Register Guidelines E-Books Today's Posts Search

Go Back   MobileRead Forums > E-Book Software > Sigil

Notices

Reply
 
Thread Tools Search this Thread
Old 01-18-2013, 08:43 PM   #1
JSWolf
Resident Curmudgeon
JSWolf ought to be getting tired of karma fortunes by now.JSWolf ought to be getting tired of karma fortunes by now.JSWolf ought to be getting tired of karma fortunes by now.JSWolf ought to be getting tired of karma fortunes by now.JSWolf ought to be getting tired of karma fortunes by now.JSWolf ought to be getting tired of karma fortunes by now.JSWolf ought to be getting tired of karma fortunes by now.JSWolf ought to be getting tired of karma fortunes by now.JSWolf ought to be getting tired of karma fortunes by now.JSWolf ought to be getting tired of karma fortunes by now.JSWolf ought to be getting tired of karma fortunes by now.
 
JSWolf's Avatar
 
Posts: 73,938
Karma: 128903250
Join Date: Nov 2006
Location: Roslindale, Massachusetts
Device: Kobo Libra 2, Kobo Aura H2O, PRS-650, PRS-T1, nook STR, PW3
Regex and span

Let's say we have the following in a line...

<p>This is just plain text. <span class="bold">This is supposed to be bold text.</span> This is just text. <span class="italics">This is supposed to be italics</span>. This is just more text.</p>

So how would I create regex that would select the just text inside the first or second span?
JSWolf is offline   Reply With Quote
Old 01-18-2013, 09:22 PM   #2
Perkin
Guru
Perkin calls his or her ebook reader Vera.Perkin calls his or her ebook reader Vera.Perkin calls his or her ebook reader Vera.Perkin calls his or her ebook reader Vera.Perkin calls his or her ebook reader Vera.Perkin calls his or her ebook reader Vera.Perkin calls his or her ebook reader Vera.Perkin calls his or her ebook reader Vera.Perkin calls his or her ebook reader Vera.Perkin calls his or her ebook reader Vera.Perkin calls his or her ebook reader Vera.
 
Perkin's Avatar
 
Posts: 655
Karma: 64171
Join Date: Sep 2010
Location: Kent, England, Sol 3, ZZ9 plural Z Alpha
Device: Sony PRS-300, Kobo Aura HD, iPad (Marvin)
My regex fu must be on the blink.
This regex search should work, but it's not working in Sigil, does work in EditPad though, so perhaps it's a problem with the regex engine?

Code:
(?<=<span\sclass="(bold|italics)">)(.+?)(?=</span>)
The group that stores the text will be \2 (not the usual \1 - which here will be the bold|italics class)

Is that any use?

EDIT: This works in Sigil (with your example).
Search for
Code:
(?<=">)(.+?)(?=</)

Last edited by Perkin; 01-18-2013 at 09:28 PM.
Perkin is offline   Reply With Quote
Advert
Old 01-19-2013, 02:06 PM   #3
ElMiko
Addict
ElMiko actually enjoys Vogon poetry.ElMiko actually enjoys Vogon poetry.ElMiko actually enjoys Vogon poetry.ElMiko actually enjoys Vogon poetry.ElMiko actually enjoys Vogon poetry.ElMiko actually enjoys Vogon poetry.ElMiko actually enjoys Vogon poetry.ElMiko actually enjoys Vogon poetry.ElMiko actually enjoys Vogon poetry.ElMiko actually enjoys Vogon poetry.ElMiko actually enjoys Vogon poetry.
 
ElMiko's Avatar
 
Posts: 320
Karma: 56788
Join Date: Jun 2011
Device: Kindle
Like Perkins, i'm a little befuddled as to the technical reason why the first search fails (It's a problem i've wrestled with before).
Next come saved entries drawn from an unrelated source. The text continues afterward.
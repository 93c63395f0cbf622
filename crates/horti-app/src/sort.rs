// Copyright 2026 Phillip Cloud
// Licensed under the Apache License, Version 2.0

use serde::{Deserialize, Serialize};
use std::cmp::Ordering;

use crate::{Catalog, Item, ItemId, collate};

#[derive(Debug, Clone, Copy, PartialEq, Eq, Hash, Serialize, Deserialize)]
pub enum SortKey {
    Brand,
    Name,
    Crops,
    Operations,
    Stage,
    Price,
}

impl SortKey {
    pub const ALL: [Self; 6] = [
        Self::Brand,
        Self::Name,
        Self::Crops,
        Self::Operations,
        Self::Stage,
        Self::Price,
    ];

    pub const fn label(self) -> &'static str {
        match self {
            Self::Brand => "Merk",
            Self::Name => "Robot",
            Self::Crops => "Gewassen",
            Self::Operations => "Handelingen",
            Self::Stage => "Ontwikkeling",
            Self::Price => "Kostprijs",
        }
    }

    pub const fn as_str(self) -> &'static str {
        match self {
            Self::Brand => "brand",
            Self::Name => "name",
            Self::Crops => "crops",
            Self::Operations => "operations",
            Self::Stage => "stage",
            Self::Price => "price",
        }
    }

    pub fn parse(value: &str) -> Option<Self> {
        match value.trim().to_ascii_lowercase().as_str() {
            "brand" | "merk" => Some(Self::Brand),
            "name" | "robot" => Some(Self::Name),
            "crops" | "gewassen" => Some(Self::Crops),
            "operations" | "handelingen" => Some(Self::Operations),
            "stage" | "ontwikkeling" => Some(Self::Stage),
            "price" | "kostprijs" => Some(Self::Price),
            _ => None,
        }
    }
}

#[derive(Debug, Clone, Copy, PartialEq, Eq, Hash, Serialize, Deserialize)]
pub enum SortDirection {
    Asc,
    Desc,
}

impl SortDirection {
    pub const fn flipped(self) -> Self {
        match self {
            Self::Asc => Self::Desc,
            Self::Desc => Self::Asc,
        }
    }

    fn apply(self, order: Ordering) -> Ordering {
        match self {
            Self::Asc => order,
            Self::Desc => order.reverse(),
        }
    }
}

#[derive(Debug, Clone, Copy, PartialEq, Eq, Hash, Serialize, Deserialize)]
pub struct SortSpec {
    pub key: SortKey,
    pub direction: SortDirection,
}

impl SortSpec {
    pub const fn ascending(key: SortKey) -> Self {
        Self {
            key,
            direction: SortDirection::Asc,
        }
    }

    /// Sorting on the active key flips direction; any other key starts
    /// ascending.
    pub fn toggled(current: Option<Self>, key: SortKey) -> Self {
        match current {
            Some(spec) if spec.key == key => Self {
                key,
                direction: spec.direction.flipped(),
            },
            _ => Self::ascending(key),
        }
    }
}

/// Orders `visible` in place. Stable: equal keys keep their relative order.
///
/// Each item's `SortValue` is extracted once before sorting.
pub fn sort(catalog: &Catalog, visible: &mut [ItemId], spec: SortSpec) {
    let mut keyed = visible
        .iter()
        .map(|id| (catalog.get(*id).and_then(|item| sort_value(item, spec.key)), *id))
        .collect::<Vec<_>>();
    keyed.sort_by(|(left, _), (right, _)| {
        missing_last(left.as_ref(), right.as_ref(), spec.direction, SortValue::compare)
    });
    for (slot, (_, id)) in visible.iter_mut().zip(keyed) {
        *slot = id;
    }
}

pub fn compare_items(left: &Item, right: &Item, spec: SortSpec) -> Ordering {
    missing_last(
        sort_value(left, spec.key).as_ref(),
        sort_value(right, spec.key).as_ref(),
        spec.direction,
        SortValue::compare,
    )
}

/// The comparable form of one item's sort column.
#[derive(Debug, Clone, PartialEq)]
pub enum SortValue {
    Number(f64),
    Text(String),
}

impl SortValue {
    fn compare(left: &Self, right: &Self) -> Ordering {
        match (left, right) {
            (Self::Number(left), Self::Number(right)) => left.total_cmp(right),
            (Self::Text(left), Self::Text(right)) => collate::compare(left, right),
            (Self::Number(_), Self::Text(_)) => Ordering::Less,
            (Self::Text(_), Self::Number(_)) => Ordering::Greater,
        }
    }
}

/// `None` when the column is blank or, for prices, holds no number.
pub fn sort_value(item: &Item, key: SortKey) -> Option<SortValue> {
    let text = match key {
        SortKey::Price => return parse_price(&item.price).map(SortValue::Number),
        SortKey::Brand => item.brand.clone(),
        SortKey::Name => item.name.clone(),
        SortKey::Crops => item.crop_targets.join(", "),
        SortKey::Operations => item.operations.join(", "),
        SortKey::Stage => item.development_stage.clone(),
    };
    Some(text)
        .filter(|text| !text.trim().is_empty())
        .map(SortValue::Text)
}

fn missing_last<T>(
    left: Option<T>,
    right: Option<T>,
    direction: SortDirection,
    compare: impl FnOnce(T, T) -> Ordering,
) -> Ordering {
    match (left, right) {
        (Some(left), Some(right)) => direction.apply(compare(left, right)),
        (Some(_), None) => Ordering::Less,
        (None, Some(_)) => Ordering::Greater,
        (None, None) => Ordering::Equal,
    }
}

/// Representative number for a free-text price: the mean of every number in
/// the text, so a range sorts by its midpoint. `None` when there is no digit.
///
/// `.` and `,` both act as decimal separators. A separator followed by
/// exactly three digits is read as a thousands separator instead, which is
/// how the dataset writes whole euro amounts (`€10.000`). That rule wins over
/// the plain decimal reading, so `€10,500` is ten thousand five hundred and
/// never ten and a half.
pub fn parse_price(text: &str) -> Option<f64> {
    let chars = text.chars().collect::<Vec<_>>();
    let mut numbers = Vec::new();
    let mut index = 0;
    while index < chars.len() {
        if chars[index].is_ascii_digit() {
            let (value, end) = parse_number_token(&chars, index);
            numbers.push(value);
            index = end;
        } else {
            index += 1;
        }
    }

    if numbers.is_empty() {
        return None;
    }
    Some(numbers.iter().sum::<f64>() / numbers.len() as f64)
}

fn parse_number_token(chars: &[char], start: usize) -> (f64, usize) {
    let digits_from = |from: usize| {
        chars[from..]
            .iter()
            .take_while(|ch| ch.is_ascii_digit())
            .count()
    };

    let mut integer = String::new();
    let mut index = start;
    let run = digits_from(index);
    integer.extend(&chars[index..index + run]);
    index += run;

    let mut fraction = String::new();
    while index + 1 < chars.len() && matches!(chars[index], '.' | ',') {
        let run = digits_from(index + 1);
        if run == 0 {
            break;
        }
        let group = &chars[index + 1..index + 1 + run];
        index += 1 + run;
        if run == 3 {
            integer.extend(group);
        } else {
            fraction.extend(group);
            break;
        }
    }

    let literal = if fraction.is_empty() {
        integer
    } else {
        format!("{integer}.{fraction}")
    };
    (literal.parse().unwrap_or(0.0), index)
}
It's got something to do with a conflict between the "or" symbol and the parentheses. But as I say, the nitty gritty of the regex issue escapes me. In order to achieve the matching result intended by Perkins original search, you need to restate each span in its entirety:
Code:
(?<=span class="italics">|span class="bold">)(.*?)(?=</span)
@JSWolf—All that being said, your question is unclear. Are you looking for a search that will match either span or both spans? And if it's the latter, the above regex will do the trick. If it's the former, it will be too greedy, and you obviously have to limit the look-behind to the desired span class. Also, are you just looking to match "bold" and "italics" spans, or are you trying to match all spans? if the latter, then you may want to use:
Code:
<span[^>]*>(.*?)</span>
note that this search will (unlike the lookbehind searches) include the span code itself, as well as the text that it is modifying.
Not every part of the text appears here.